Every line that includes the word "ScreenMatrix" needs to be copied from the listing.

-- GIVEN INFORMATION --
◇ ◇ ◇ ◇

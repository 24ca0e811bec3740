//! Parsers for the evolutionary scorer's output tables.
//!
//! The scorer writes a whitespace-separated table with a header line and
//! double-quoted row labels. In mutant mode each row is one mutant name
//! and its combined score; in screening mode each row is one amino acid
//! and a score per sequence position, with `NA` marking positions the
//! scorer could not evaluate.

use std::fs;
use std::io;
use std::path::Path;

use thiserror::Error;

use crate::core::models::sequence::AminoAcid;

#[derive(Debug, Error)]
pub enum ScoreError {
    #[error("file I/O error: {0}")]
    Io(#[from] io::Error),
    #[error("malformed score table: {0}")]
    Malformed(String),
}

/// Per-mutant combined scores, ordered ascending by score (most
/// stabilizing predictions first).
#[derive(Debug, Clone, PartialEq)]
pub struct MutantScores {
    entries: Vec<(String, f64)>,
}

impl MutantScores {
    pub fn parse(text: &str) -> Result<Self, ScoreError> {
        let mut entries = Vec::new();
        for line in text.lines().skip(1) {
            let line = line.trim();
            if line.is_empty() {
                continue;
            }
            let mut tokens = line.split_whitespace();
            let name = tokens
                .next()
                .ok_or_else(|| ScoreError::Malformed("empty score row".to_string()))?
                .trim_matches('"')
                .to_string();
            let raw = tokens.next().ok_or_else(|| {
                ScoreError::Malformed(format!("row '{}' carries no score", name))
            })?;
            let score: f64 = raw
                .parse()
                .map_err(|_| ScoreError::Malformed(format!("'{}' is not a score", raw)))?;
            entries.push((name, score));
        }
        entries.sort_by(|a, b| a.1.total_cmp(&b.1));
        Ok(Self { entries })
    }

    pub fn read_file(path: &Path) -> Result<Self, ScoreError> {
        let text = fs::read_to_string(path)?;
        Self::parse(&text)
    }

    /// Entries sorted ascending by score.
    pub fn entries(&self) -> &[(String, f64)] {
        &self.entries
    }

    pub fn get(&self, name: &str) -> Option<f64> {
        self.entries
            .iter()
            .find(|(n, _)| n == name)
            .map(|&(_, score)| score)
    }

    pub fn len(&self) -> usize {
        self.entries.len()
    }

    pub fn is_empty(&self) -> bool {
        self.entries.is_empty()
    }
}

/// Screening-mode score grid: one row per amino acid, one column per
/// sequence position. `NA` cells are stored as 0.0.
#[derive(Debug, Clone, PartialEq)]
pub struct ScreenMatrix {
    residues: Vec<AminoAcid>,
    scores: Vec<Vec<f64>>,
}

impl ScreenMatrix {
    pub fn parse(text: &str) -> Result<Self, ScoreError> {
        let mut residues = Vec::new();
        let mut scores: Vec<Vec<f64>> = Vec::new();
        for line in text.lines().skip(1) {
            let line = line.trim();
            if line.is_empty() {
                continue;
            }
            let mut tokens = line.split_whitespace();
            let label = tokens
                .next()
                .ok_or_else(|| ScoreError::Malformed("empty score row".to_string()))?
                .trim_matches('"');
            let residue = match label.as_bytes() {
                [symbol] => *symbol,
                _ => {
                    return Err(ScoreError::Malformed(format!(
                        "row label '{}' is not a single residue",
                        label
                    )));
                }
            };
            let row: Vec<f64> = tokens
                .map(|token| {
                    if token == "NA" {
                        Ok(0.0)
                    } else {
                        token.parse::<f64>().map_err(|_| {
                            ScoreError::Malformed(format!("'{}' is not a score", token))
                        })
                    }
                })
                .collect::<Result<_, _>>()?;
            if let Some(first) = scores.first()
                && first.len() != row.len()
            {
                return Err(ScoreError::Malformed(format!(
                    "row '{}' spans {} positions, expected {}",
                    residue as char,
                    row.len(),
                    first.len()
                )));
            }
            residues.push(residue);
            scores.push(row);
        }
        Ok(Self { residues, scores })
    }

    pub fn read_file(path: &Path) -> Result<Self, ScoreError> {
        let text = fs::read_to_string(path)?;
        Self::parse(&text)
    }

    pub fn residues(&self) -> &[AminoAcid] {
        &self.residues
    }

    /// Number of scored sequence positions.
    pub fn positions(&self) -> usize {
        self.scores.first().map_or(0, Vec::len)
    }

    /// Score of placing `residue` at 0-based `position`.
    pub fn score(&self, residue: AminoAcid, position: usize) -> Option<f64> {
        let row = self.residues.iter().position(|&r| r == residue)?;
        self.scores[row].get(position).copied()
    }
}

◇ ◇ ◇ ◇

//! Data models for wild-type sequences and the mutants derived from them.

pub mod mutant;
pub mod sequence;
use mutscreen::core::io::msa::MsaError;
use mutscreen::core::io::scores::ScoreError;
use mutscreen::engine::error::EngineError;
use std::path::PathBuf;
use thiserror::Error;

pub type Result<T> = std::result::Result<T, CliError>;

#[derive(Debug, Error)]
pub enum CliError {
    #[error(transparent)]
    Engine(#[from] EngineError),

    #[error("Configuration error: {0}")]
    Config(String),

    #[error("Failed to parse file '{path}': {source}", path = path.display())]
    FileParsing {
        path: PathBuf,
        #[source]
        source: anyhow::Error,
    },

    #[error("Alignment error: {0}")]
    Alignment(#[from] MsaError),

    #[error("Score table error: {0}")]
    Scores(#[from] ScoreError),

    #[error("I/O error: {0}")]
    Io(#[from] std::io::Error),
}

◇ ◇ ◇ ◇

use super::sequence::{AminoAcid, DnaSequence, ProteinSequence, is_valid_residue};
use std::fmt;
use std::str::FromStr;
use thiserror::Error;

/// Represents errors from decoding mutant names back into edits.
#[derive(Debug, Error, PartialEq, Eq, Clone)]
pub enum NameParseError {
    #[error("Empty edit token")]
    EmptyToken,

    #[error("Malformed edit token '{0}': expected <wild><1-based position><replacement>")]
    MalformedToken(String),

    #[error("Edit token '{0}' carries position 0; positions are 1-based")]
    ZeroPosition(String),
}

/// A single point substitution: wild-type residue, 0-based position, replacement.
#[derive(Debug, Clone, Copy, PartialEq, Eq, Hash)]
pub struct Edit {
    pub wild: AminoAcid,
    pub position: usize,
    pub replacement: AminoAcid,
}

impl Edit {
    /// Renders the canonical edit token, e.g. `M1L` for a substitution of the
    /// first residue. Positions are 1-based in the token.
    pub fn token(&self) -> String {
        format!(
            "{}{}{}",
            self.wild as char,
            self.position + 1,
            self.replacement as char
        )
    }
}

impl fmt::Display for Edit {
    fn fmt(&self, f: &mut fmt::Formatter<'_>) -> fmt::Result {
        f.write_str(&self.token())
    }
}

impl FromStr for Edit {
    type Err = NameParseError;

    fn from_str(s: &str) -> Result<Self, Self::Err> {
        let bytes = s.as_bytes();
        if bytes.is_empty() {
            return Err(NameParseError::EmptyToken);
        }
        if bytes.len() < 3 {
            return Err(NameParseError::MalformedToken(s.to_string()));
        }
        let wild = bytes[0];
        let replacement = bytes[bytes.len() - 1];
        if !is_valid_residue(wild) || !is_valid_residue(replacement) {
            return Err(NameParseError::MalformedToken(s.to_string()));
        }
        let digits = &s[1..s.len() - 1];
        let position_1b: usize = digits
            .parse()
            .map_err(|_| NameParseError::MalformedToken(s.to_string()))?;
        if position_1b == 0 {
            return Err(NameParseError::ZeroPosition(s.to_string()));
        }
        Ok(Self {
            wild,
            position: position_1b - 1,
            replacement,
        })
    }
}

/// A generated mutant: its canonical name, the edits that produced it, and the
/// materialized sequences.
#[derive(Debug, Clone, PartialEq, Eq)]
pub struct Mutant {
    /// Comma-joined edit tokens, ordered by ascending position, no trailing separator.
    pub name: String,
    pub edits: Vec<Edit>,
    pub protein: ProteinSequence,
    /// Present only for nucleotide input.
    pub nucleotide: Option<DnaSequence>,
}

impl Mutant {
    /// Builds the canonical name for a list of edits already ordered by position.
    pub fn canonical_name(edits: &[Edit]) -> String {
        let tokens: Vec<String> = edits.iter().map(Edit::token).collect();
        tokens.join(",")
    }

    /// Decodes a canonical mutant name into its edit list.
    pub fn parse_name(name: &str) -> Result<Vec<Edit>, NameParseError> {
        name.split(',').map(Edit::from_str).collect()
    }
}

◇ ◇ ◇ ◇

-- ANSWER SPACE --
pub struct ScreenMatrix {
impl ScreenMatrix {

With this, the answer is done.